§ ABOUT THIS EXERCISE
Only a number is expected here: the count of lines in the data that contain "push".

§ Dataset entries
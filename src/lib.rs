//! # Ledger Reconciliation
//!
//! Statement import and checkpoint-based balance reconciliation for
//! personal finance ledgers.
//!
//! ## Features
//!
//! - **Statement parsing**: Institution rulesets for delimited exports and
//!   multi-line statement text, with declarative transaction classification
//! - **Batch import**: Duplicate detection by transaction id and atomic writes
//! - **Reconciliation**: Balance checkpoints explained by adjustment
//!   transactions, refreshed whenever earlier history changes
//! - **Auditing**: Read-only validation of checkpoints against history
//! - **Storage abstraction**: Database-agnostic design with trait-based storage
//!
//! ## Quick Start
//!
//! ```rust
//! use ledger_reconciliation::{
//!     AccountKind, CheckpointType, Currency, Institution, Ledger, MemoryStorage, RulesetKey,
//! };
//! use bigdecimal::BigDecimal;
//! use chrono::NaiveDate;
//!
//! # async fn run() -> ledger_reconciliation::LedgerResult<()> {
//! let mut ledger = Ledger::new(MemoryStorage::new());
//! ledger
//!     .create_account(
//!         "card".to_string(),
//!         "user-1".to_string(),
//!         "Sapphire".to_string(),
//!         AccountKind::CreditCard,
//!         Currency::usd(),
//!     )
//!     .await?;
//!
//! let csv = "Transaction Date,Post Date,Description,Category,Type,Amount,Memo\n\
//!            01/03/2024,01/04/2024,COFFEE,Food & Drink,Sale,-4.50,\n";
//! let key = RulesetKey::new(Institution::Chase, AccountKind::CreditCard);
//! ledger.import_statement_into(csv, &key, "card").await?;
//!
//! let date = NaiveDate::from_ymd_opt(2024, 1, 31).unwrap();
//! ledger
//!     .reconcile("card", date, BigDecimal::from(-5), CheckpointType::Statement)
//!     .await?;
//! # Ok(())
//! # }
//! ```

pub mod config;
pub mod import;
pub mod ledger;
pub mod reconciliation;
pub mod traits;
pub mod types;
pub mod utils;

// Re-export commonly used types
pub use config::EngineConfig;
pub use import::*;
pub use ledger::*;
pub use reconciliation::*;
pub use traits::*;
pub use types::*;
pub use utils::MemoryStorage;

==

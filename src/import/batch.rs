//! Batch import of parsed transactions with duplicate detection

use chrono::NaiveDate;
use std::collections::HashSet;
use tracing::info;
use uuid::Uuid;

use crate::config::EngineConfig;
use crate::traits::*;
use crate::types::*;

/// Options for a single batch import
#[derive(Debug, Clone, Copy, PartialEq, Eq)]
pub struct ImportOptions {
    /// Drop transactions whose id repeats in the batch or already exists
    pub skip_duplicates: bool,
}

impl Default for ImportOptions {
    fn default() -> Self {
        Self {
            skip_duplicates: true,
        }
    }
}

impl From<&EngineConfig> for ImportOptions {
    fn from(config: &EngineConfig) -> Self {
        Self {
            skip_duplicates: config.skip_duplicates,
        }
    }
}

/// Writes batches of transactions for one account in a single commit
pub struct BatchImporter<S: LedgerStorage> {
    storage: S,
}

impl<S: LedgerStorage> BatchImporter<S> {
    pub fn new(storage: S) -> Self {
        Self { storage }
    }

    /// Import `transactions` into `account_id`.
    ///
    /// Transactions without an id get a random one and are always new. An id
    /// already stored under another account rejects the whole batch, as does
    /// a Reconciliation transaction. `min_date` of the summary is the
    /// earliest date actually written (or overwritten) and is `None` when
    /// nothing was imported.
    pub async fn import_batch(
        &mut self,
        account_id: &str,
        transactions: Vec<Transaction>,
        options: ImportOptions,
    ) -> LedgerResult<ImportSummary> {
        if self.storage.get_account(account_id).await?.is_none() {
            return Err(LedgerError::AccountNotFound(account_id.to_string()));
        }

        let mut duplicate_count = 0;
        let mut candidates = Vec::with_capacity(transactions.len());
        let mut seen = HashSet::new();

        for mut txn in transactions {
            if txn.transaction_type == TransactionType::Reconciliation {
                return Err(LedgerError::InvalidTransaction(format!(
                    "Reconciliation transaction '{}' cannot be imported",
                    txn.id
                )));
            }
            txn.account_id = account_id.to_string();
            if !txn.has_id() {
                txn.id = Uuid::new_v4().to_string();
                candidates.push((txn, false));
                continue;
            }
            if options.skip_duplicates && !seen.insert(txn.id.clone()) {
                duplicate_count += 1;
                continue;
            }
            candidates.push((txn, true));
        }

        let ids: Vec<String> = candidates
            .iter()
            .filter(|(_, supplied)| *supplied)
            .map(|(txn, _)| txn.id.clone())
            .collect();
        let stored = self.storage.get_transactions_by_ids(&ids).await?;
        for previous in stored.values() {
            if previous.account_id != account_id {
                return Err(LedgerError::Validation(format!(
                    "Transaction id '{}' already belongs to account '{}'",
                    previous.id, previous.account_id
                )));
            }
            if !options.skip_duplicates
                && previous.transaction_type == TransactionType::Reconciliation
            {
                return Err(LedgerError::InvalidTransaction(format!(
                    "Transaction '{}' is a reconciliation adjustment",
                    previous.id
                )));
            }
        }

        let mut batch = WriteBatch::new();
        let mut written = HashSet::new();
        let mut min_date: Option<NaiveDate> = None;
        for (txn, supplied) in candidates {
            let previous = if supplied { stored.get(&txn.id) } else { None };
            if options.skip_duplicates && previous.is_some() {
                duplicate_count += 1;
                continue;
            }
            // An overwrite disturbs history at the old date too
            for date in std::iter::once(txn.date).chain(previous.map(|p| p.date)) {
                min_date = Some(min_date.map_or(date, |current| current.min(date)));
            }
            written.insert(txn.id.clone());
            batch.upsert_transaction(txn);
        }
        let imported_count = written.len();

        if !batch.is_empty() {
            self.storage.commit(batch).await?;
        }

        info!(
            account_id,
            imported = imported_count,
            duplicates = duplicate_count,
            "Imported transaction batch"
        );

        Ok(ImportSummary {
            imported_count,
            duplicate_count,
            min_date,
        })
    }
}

§ SOLUTION TO THIS TASK
2